- Opening Delimiter -

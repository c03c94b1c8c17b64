//! Operation worker.
//!
//! Runs one request at a time against freshly loaded documents and answers
//! with the produced bytes or the failure message. Nothing is kept between
//! requests.

mod message;

pub use message::{
    Artifact, CorrelationId, Operation, OperationKind, OperationRequest, OperationResponse,
    ProgressEvent,
};

#[cfg(feature = "native")]
use flume::{Receiver, Sender};
use tracing::{debug, trace, warn};

use crate::config::WorkerConfig;
use crate::document::Result;
use crate::error::DocumentError;
use crate::ops::{self, ReorderPolicy, SaveOptions, SplitMode};

/// Lifecycle of a single request inside the worker.
#[derive(Debug, Clone, Copy, PartialEq, Eq)]
pub enum RequestPhase {
    Received,
    Validating,
    Executing,
    Responding,
    Done,
    Failed,
}

/// Channels connecting a worker to its dispatcher.
///
/// Dropping the worker's ends of `responses` and `progress` is how the
/// dispatcher notices that the worker is gone.
#[cfg(feature = "native")]
#[derive(Debug)]
pub struct WorkerChannels {
    pub requests: Receiver<OperationRequest>,
    pub responses: Sender<OperationResponse>,
    pub progress: Sender<ProgressEvent>,
}

/// Executes page operations.
#[derive(Debug, Clone, Default)]
pub struct OperationWorker {
    reorder_policy: ReorderPolicy,
    save: SaveOptions,
}

impl OperationWorker {
    pub fn new(config: &WorkerConfig) -> Self {
        Self {
            reorder_policy: config.reorder_policy,
            save: config.save_options(),
        }
    }

    /// Handle one request. Never fails: errors become failed responses.
    pub fn handle(&self, request: OperationRequest, progress: &mut dyn FnMut(ProgressEvent)) -> OperationResponse {
        let OperationRequest { id, operation } = request;
        let kind = operation.kind();
        trace!("{} {}: {:?} ({} input bytes)", id, kind, RequestPhase::Received, operation.input_len());

        let outcome = self.execute(id, operation, progress);

        trace!("{} {}: {:?}", id, kind, RequestPhase::Responding);
        let outcome = match outcome {
            Ok(artifact) => {
                trace!("{} {}: {:?}", id, kind, RequestPhase::Done);
                debug!("{} {} completed ({} bytes)", id, kind, artifact.byte_len());
                Ok(artifact)
            }
            Err(e) => {
                trace!("{} {}: {:?}", id, kind, RequestPhase::Failed);
                warn!("{} {} failed: {}", id, kind, e);
                Err(e.to_string())
            }
        };

        OperationResponse { id, outcome }
    }

    fn execute(&self, id: CorrelationId, operation: Operation, progress: &mut dyn FnMut(ProgressEvent)) -> Result<Artifact> {
        let kind = operation.kind();
        trace!("{} {}: {:?}", id, kind, RequestPhase::Validating);
        validate(&operation)?;

        trace!("{} {}: {:?}", id, kind, RequestPhase::Executing);
        let save = self.save;
        let artifact = match operation {
            Operation::Merge { documents } => Artifact::Document(ops::merge(&documents, save, |percent| {
                progress(ProgressEvent { kind, percent })
            })?),
            Operation::Extract { document, pages } => Artifact::Document(ops::extract(&document, &pages, save)?),
            Operation::Rotate { document, pages, degrees } => {
                Artifact::Document(ops::rotate(&document, &pages, degrees, save)?)
            }
            Operation::Reorder { document, order } => {
                Artifact::Document(ops::reorder(&document, &order, self.reorder_policy, save)?)
            }
            Operation::Delete { document, pages } => Artifact::Document(ops::delete(&document, &pages, save)?),
            Operation::Split { document, mode } => Artifact::Documents(ops::split(&document, &mode, save)?),
            Operation::Watermark { document, options } => {
                Artifact::Document(ops::watermark(&document, &options, save)?)
            }
        };
        Ok(artifact)
    }

    /// Serve requests until the request channel closes.
    #[cfg(feature = "native")]
    pub fn run(self, channels: WorkerChannels) {
        let WorkerChannels {
            requests,
            responses,
            progress,
        } = channels;
        debug!("Operation worker started");

        for request in requests.iter() {
            let response = self.handle(request, &mut |event| {
                let _ = progress.send(event);
            });
            if responses.send(response).is_err() {
                debug!("Response channel closed");
                break;
            }
        }

        debug!("Operation worker stopped");
    }
}

/// Checks that need no document.
fn validate(operation: &Operation) -> Result<()> {
    match operation {
        Operation::Rotate { degrees, .. } if degrees % 90 != 0 => Err(DocumentError::InvalidRotation(*degrees)),
        Operation::Split {
            mode: SplitMode::Every(0),
            ..
        } => Err(DocumentError::InvalidSplit("part size must be at least 1".to_string())),
        Operation::Watermark { options, .. } => options.validate(),
        _ => Ok(()),
    }
}

#[cfg(test)]
mod tests {
    use super::*;
    use crate::ops::WatermarkOptions;
    use crate::testing::{page_labels, sample_pdf};
    use pretty_assertions::assert_eq;

    fn request(id: u64, operation: Operation) -> OperationRequest {
        OperationRequest {
            id: CorrelationId::new(id),
            operation,
        }
    }

    #[test]
    fn test_merge_reports_progress() {
        let worker = OperationWorker::default();
        let mut events = Vec::new();
        let response = worker.handle(
            request(
                1,
                Operation::Merge {
                    documents: vec![sample_pdf("a", 1), sample_pdf("b", 1)],
                },
            ),
            &mut |event| events.push(event),
        );

        assert_eq!(response.id, CorrelationId::new(1));
        let Ok(Artifact::Document(data)) = response.outcome else {
            panic!("merge failed");
        };
        assert_eq!(page_labels(&data), vec!["a p1", "b p1"]);
        assert_eq!(
            events,
            vec![
                ProgressEvent { kind: OperationKind::Merge, percent: 50.0 },
                ProgressEvent { kind: OperationKind::Merge, percent: 100.0 },
            ]
        );
    }

    #[test]
    fn test_errors_become_failed_responses() {
        let worker = OperationWorker::default();
        let response = worker.handle(
            request(
                2,
                Operation::Rotate {
                    document: sample_pdf("r", 1),
                    pages: vec![1],
                    degrees: 45,
                },
            ),
            &mut |_| {},
        );
        assert_eq!(response.id, CorrelationId::new(2));
        assert_eq!(
            response.outcome.unwrap_err(),
            "invalid rotation: 45 (must be a multiple of 90)"
        );

        let response = worker.handle(
            request(
                3,
                Operation::Extract {
                    document: b"junk".to_vec(),
                    pages: vec![1],
                },
            ),
            &mut |_| {},
        );
        assert!(response.outcome.unwrap_err().starts_with("failed to parse PDF"));
    }

    #[test]
    fn test_split_produces_documents() {
        let worker = OperationWorker::default();
        let response = worker.handle(
            request(
                4,
                Operation::Split {
                    document: sample_pdf("s", 3),
                    mode: SplitMode::Every(2),
                },
            ),
            &mut |_| {},
        );
        let Ok(Artifact::Documents(parts)) = response.outcome else {
            panic!("split failed");
        };
        assert_eq!(parts.len(), 2);
        assert_eq!(page_labels(&parts[1]), vec!["s p3"]);
    }

    #[test]
    fn test_reorder_policy_from_config() {
        let worker = OperationWorker::new(&WorkerConfig {
            reorder_policy: ReorderPolicy::Permutation,
            compress_output: false,
        });
        let response = worker.handle(
            request(
                5,
                Operation::Reorder {
                    document: sample_pdf("p", 2),
                    order: vec![2],
                },
            ),
            &mut |_| {},
        );
        assert!(response.outcome.unwrap_err().starts_with("invalid page order"));
    }

    #[test]
    fn test_watermark_options_checked_before_loading() {
        let worker = OperationWorker::default();
        let response = worker.handle(
            request(
                6,
                Operation::Watermark {
                    document: b"not even a pdf".to_vec(),
                    options: WatermarkOptions::new(""),
                },
            ),
            &mut |_| {},
        );
        assert_eq!(response.outcome.unwrap_err(), "invalid watermark: text is empty");

        let response = worker.handle(
            request(
                7,
                Operation::Watermark {
                    document: sample_pdf("w", 2),
                    options: WatermarkOptions::new("COPY"),
                },
            ),
            &mut |_| {},
        );
        let Ok(Artifact::Document(data)) = response.outcome else {
            panic!("watermark failed");
        };
        assert_eq!(page_labels(&data), vec!["w p1", "w p2"]);
    }

    #[cfg(feature = "native")]
    #[test]
    fn test_run_serves_until_channel_closes() {
        let (request_tx, request_rx) = flume::unbounded();
        let (response_tx, response_rx) = flume::unbounded();
        let (progress_tx, progress_rx) = flume::unbounded();

        let handle = std::thread::spawn(move || {
            OperationWorker::default().run(WorkerChannels {
                requests: request_rx,
                responses: response_tx,
                progress: progress_tx,
            })
        });

        request_tx
            .send(request(
                10,
                Operation::Delete {
                    document: sample_pdf("d", 2),
                    pages: vec![1],
                },
            ))
            .unwrap();
        request_tx
            .send(request(11, Operation::Merge { documents: vec![sample_pdf("m", 1)] }))
            .unwrap();
        drop(request_tx);
        handle.join().unwrap();

        let ids: Vec<CorrelationId> = response_rx.iter().map(|r| r.id).collect();
        assert_eq!(ids, vec![CorrelationId::new(10), CorrelationId::new(11)]);
        assert_eq!(progress_rx.iter().count(), 1);
    }
}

- Closing Delimiter -

**What is being asked**
Wherever the word "bytes" appears in the entries above, copy that whole line.

**Answer space**
//! with the produced bytes or the failure message. Nothing is kept between
        trace!("{} {}: {:?} ({} input bytes)", id, kind, RequestPhase::Received, operation.input_len());
                debug!("{} {} completed ({} bytes)", id, kind, artifact.byte_len());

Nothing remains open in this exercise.